И далее А. И. Спиридович выражает надежду, что беспристрастные военные историки должны будут указать, сколь большую роль играл в успехе операции лично Государь Император, помогая генералу Алексееву своим спокойствием, а когда нужно было — твердым и властным словом. Еще недавно совершенно растерянный, главнокомандующий Северо-Западного фронта генерал Алексеев будто переродился, нашел себя, заработал с умом и талантом. Таково было влияние спокойного и вдумчивого Государя. Это счастливое сочетание столь разных по характеру людей, как Николай II и Алексеев, спасло русскую армию от катастрофы, а страну — от позора и гибели.
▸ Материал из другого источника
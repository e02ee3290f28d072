//! External-process separation backend
//!
//! Runs `{program} {program_args..} --two-stems=vocals -n {model} -o {output_root} {extra_args..} {input}`.
//! Demucs writes `{output_root}/{model}/{input_stem}/{vocals,no_vocals}.wav`;
//! when the model name differs from the backend name the job directory is
//! moved under the backend name afterwards, and removed if the run fails.

use async_trait::async_trait;
use karaoke_common::config::BackendConfig;
use std::ffi::OsString;
use std::process::Stdio;
use tokio::io::{AsyncRead, AsyncReadExt};
use tokio::process::Command;
use tracing::{debug, error, info, warn};

use super::{codes, SeparationBackend, SeparationError, SeparationRequest, StemPaths};

/// Number of trailing output lines kept for logging
const OUTPUT_TAIL_LINES: usize = 20;

/// stderr fragments that indicate resource exhaustion rather than bad input
const RESOURCE_MARKERS: &[&str] = &[
    "out of memory",
    "memoryerror",
    "cannot allocate memory",
    "no space left on device",
    "resource temporarily unavailable",
];

/// Backend that shells out to the separation command
#[derive(Debug, Clone)]
pub struct ProcessBackend {
    name: String,
    program: String,
    program_args: Vec<String>,
    model: String,
    extra_args: Vec<String>,
}

impl ProcessBackend {
    pub fn new(name: impl Into<String>, program: impl Into<String>, model: impl Into<String>) -> Self {
        Self {
            name: name.into(),
            program: program.into(),
            program_args: Vec::new(),
            model: model.into(),
            extra_args: Vec::new(),
        }
    }

    pub fn from_config(config: &BackendConfig) -> Self {
        Self {
            name: config.name.clone(),
            program: config.program.clone(),
            program_args: config.program_args.clone(),
            model: config.model.clone(),
            extra_args: config.extra_args.clone(),
        }
    }

    /// Arguments placed before the separation arguments
    pub fn with_program_args(mut self, args: Vec<String>) -> Self {
        self.program_args = args;
        self
    }

    /// Full argument list for one request
    pub fn command_args(&self, request: &SeparationRequest) -> Vec<OsString> {
        let mut args: Vec<OsString> = self.program_args.iter().map(OsString::from).collect();
        args.push("--two-stems=vocals".into());
        args.push("-n".into());
        args.push(self.model.clone().into());
        args.push("-o".into());
        args.push(request.output_root.clone().into_os_string());
        args.extend(self.extra_args.iter().map(OsString::from));
        args.push(request.input_path.clone().into_os_string());
        args
    }

    /// Move `{output_root}/{model}/{key}` to `{output_root}/{name}/{key}`
    async fn relocate_output(&self, request: &SeparationRequest) -> Result<(), SeparationError> {
        if self.model == self.name {
            return Ok(());
        }

        let produced = StemPaths::under(&request.output_root, &self.model, &request.artifact_key);
        let target = StemPaths::under(&request.output_root, &self.name, &request.artifact_key);
        let io_err = |e: std::io::Error| {
            SeparationError::transient(
                codes::IO_FAILURE,
                format!(
                    "move {} -> {}: {}",
                    produced.job_dir.display(),
                    target.job_dir.display(),
                    e
                ),
            )
        };

        if !produced.job_dir.is_dir() {
            return Err(SeparationError::permanent(
                codes::OUTPUT_MISSING,
                format!("{} was not created", produced.job_dir.display()),
            ));
        }

        if target.job_dir.exists() {
            tokio::fs::remove_dir_all(&target.job_dir).await.map_err(io_err)?;
        }
        if let Some(parent) = target.job_dir.parent() {
            tokio::fs::create_dir_all(parent).await.map_err(io_err)?;
        }
        tokio::fs::rename(&produced.job_dir, &target.job_dir)
            .await
            .map_err(io_err)?;

        Ok(())
    }

    /// Remove `{output_root}/{model}/{key}` after a failed run
    ///
    /// Only the model directory is handled here; the job runner discards the
    /// backend-name directory itself.
    async fn discard_model_output(&self, request: &SeparationRequest) {
        if self.model == self.name {
            return;
        }
        let produced = StemPaths::under(&request.output_root, &self.model, &request.artifact_key);
        match tokio::fs::remove_dir_all(&produced.job_dir).await {
            Ok(()) => debug!(dir = %produced.job_dir.display(), "Removed partial model output"),
            Err(e) if e.kind() == std::io::ErrorKind::NotFound => {}
            Err(e) => warn!(dir = %produced.job_dir.display(), "Failed to remove partial model output: {}", e),
        }
    }

    async fn run_process(&self, request: &SeparationRequest) -> Result<(), SeparationError> {
        let args = self.command_args(request);
        info!(
            program = %self.program,
            input = %request.input_path.display(),
            key = %request.artifact_key,
            "Spawning separation process"
        );

        let mut child = Command::new(&self.program)
            .args(&args)
            .stdin(Stdio::null())
            .stdout(Stdio::piped())
            .stderr(Stdio::piped())
            .kill_on_drop(true)
            .spawn()
            .map_err(|e| match e.kind() {
                std::io::ErrorKind::NotFound | std::io::ErrorKind::PermissionDenied => {
                    SeparationError::permanent(
                        codes::BACKEND_UNAVAILABLE,
                        format!("cannot execute {}: {}", self.program, e),
                    )
                }
                _ => SeparationError::transient(
                    codes::IO_FAILURE,
                    format!("spawn {} failed: {}", self.program, e),
                ),
            })?;

        let stdout = tokio::spawn(read_all(child.stdout.take()));
        let stderr = tokio::spawn(read_all(child.stderr.take()));

        let status = tokio::select! {
            status = child.wait() => status.map_err(|e| {
                SeparationError::transient(codes::IO_FAILURE, format!("wait for {}: {}", self.program, e))
            })?,
            _ = request.cancel.cancelled() => {
                // kill() also reaps, so nothing writes after this returns
                if let Err(e) = child.kill().await {
                    warn!(key = %request.artifact_key, "Failed to kill separation process: {}", e);
                }
                return Err(request.cancelled_error());
            }
        };

        let stdout_tail = tail(&stdout.await.unwrap_or_default(), OUTPUT_TAIL_LINES);
        let stderr_tail = tail(&stderr.await.unwrap_or_default(), OUTPUT_TAIL_LINES);
        debug!(key = %request.artifact_key, stdout = %stdout_tail, stderr = %stderr_tail, "Separation process output");

        if !status.success() {
            error!(
                key = %request.artifact_key,
                status = %status,
                stderr = %stderr_tail,
                "Separation process failed"
            );
            return Err(classify_failure(status, &stderr_tail));
        }

        self.relocate_output(request).await
    }
}

async fn read_all<R: AsyncRead + Unpin>(reader: Option<R>) -> Vec<u8> {
    let mut buf = Vec::new();
    if let Some(mut reader) = reader {
        if let Err(e) = reader.read_to_end(&mut buf).await {
            debug!("Reading separation process output failed: {}", e);
        }
    }
    buf
}

/// Last `n` lines of process output
fn tail(output: &[u8], n: usize) -> String {
    let text = String::from_utf8_lossy(output);
    let lines: Vec<&str> = text.lines().collect();
    lines[lines.len().saturating_sub(n)..].join("\n")
}

/// Classify a failed run from its exit status and stderr
fn classify_failure(status: std::process::ExitStatus, stderr: &str) -> SeparationError {
    let lowered = stderr.to_ascii_lowercase();

    // No exit code means the process died from a signal, most often the OOM killer
    if status.code().is_none() {
        return SeparationError::transient(
            codes::RESOURCE_EXHAUSTED,
            format!("separation process terminated by signal ({})\n{}", status, stderr),
        );
    }

    if RESOURCE_MARKERS.iter().any(|marker| lowered.contains(marker)) {
        return SeparationError::transient(
            codes::RESOURCE_EXHAUSTED,
            format!("separation process ran out of resources ({})\n{}", status, stderr),
        );
    }

    SeparationError::permanent(
        codes::BACKEND_FAILED,
        format!("separation process failed ({})\n{}", status, stderr),
    )
}

#[async_trait]
impl SeparationBackend for ProcessBackend {
    fn name(&self) -> &str {
        &self.name
    }

    async fn separate(&self, request: &SeparationRequest) -> Result<StemPaths, SeparationError> {
        if let Err(e) = self.run_process(request).await {
            self.discard_model_output(request).await;
            return Err(e);
        }
        Ok(StemPaths::under(&request.output_root, &self.name, &request.artifact_key))
    }
}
А. И. Спиридович в своих воспоминаниях рассказывает еще о том, что генерал Алексеев, знавший, какую роль сыграл в те дни Николай II, просил Его Величество возложить на себя за Вильно- Молодечненскую операцию орден Святого Георгия 4-й степени. Государь горячо поблагодарил Алексеева, но отказал. Это мало кто знает, но это исторический факт [107].
Рассмотрим еще один миф — что Государь ничего не сделал для подавления беспорядков в Петрограде, а затем «спокойно отрекся, как эскадрон сдал».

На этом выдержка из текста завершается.